Table 1. Definitions of each P form.

Phosphorus Form Example Molecular Formula Notes
Phosphate HPO4-2, H2PO4- Form that plants can use
Sorbed P Can slowly become available
Mineral P
Calcium phosphates
Aluminum phosphate
Iron phosphate
Relatively insoluble
Organic P Slowly supplies available P to plants and microorganisms



Phosphorus Cycling

Phosphorus can exist in the soil as phosphate (HPO4-2 or H2PO4-), sorbed P, organic P, or in P minerals (Table 1). Phosphate is the only form that plants can take up, yet in most agricultural soils there is less than 1 mg/L (1 ppm) of phosphate in solution, which represents much less than 1% of the total soil P. Organic P, which is P bound in organic matter, has been found to represent between about 25% and 65% of total P in surface soils, with mineral P (such as calcium phosphate minerals) and sorbed P, representing the remainder (Brady, 1984).

Organic P decreases quickly with soil depth, paralleling decreases in organic matter. The processes that control the amount of available P in the soil are: plant uptake, sorption, desorption, mineralization, immobilization, precipitation, dissolution, and erosion (Figure 1).


Plant Uptake

Despite low concentrations of phosphate in soil solution, plants can take up substantial amounts of P due to P desorption and dissolution (discussed below), followed by P diffusion to the plant root (Foth and Ellis, 1997). By taking up large amounts of P, a strong ‘diffusion gradient’ is created (see Nutrient Management Module 2, Plant Nutrition and Soil Fertility) which moves P toward the plant root at much higher rates than water is moving via transpiration. P uptake for selected agricultural crops ranges from about 20 to 60 lb P2O5/ac per year, although these amounts are dependent on yield (Table 2).

Commercial P fertilizers have historically been expressed as the oxide form (P2O5) rather than the elemental form (P), therefore P values are still expressed as P2O5. Using the ratio of their molecular weights, %P2O5 can be converted to %P by multiplying by 0.44 (%P = %P2O5 x 0.44).
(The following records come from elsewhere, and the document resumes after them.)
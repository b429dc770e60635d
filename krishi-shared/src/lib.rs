pub mod cache;
pub mod clock;

pub use cache::TtlCache;
pub use clock::{Clock, ManualClock, SystemClock};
To estimate P2O5 uptake for a specific field, one can divide actual yield by the yield in Table 2 and then multiply this result by the P2O5 uptake given. This is an estimate of P fertilizer that is being removed by the crop, and may help in determining P fertilization recommendations.

A more exact method to estimate P removal is to have P analyzed in the plant tissue that will be removed from the field, and multiply the result by dry matter yield removed. The amount of P uptake is affected by the amount of available P in the soil; a quantity that is controlled by other processes involving P that are discussed below.



Figure 1. Phosphorus cycle.

A diagram demonstrating the complex inputs and outputs of the phosphorus cycle.




Sorption refers to the binding of P to soil particles. Because phosphate has a negative charge, it is attracted to, and binds strongly to positively charged minerals, such as aluminum (Al) and iron (Fe) hydroxides and oxides. Recall that rust is a type of iron hydroxide. Like other soil particles, these minerals become more positively charged at lower pH; therefore, more phosphate is sorbed at lower pH (Figure 2). Finer textured soils generally can sorb more P because they have more surface area. In the calcareous soils of Montana and Wyoming, sorption is likely not as important as precipitation (discussed later) at controlling available P levels.



Table 2. P uptake amounts in harvested portions for selected agricultural crops.

Crop Assumed Yield Per Acre P2O5 Uptake (lb/ac)
Alfalfa 2.5 t 28
Barley 50 bu 30
Brome 1.5 t 19
Corn silage 20 t 23
Oats 60 bu 24
Orchard grass 1.5 t 25
Potatoes 300 cwt. 60
Sugar beets 25 t 50
Timothy 1.5 t 21
Wheat 40 bu 25

From Pierzynski et al. (2000) and CFA (1995).



Sorption is decreased, and hence available P levels are increased, when the soil solution contains high levels of other anions such as bicarbonate, carbonate, silicate, sulfate, or molybdate that compete for sorption ‘sites.’ In addition, dissolved organic compounds associated with organic matter can increase P availability by competing for phosphate sorption sites or coating Fe/Al oxides. In addition, as more P fertilizer is added, P sorption sites can begin to become saturated, which increases the recovery, or P use efficiency, of added P. Although Fe/Al oxides do not represent a large fraction of Montana and Wyoming soils, they are some of the only minerals that carry a substantial amount of positive charge at pH levels typical in this region, and thus can sorb large amounts of dissolved P, which is negatively charged. Sorption of P generally increases with increased temperatures in P fertilized soils, but there is no correlation with temperature in soils that have not had P added (Havlin et al., 1999). P desorption (the opposite of sorption) generally increases as solution P decreases, or under flooded conditions due to dissolution of Fe hydroxides and oxides, that release sorbed P.



Q&A #1

Is ‘sorbed P’ part of a mineral?

Actually, no. P that is sorbed is bound only to the outside of minerals, but does not become part of the mineral itself. The process you’re describing is called precipitation and is described later.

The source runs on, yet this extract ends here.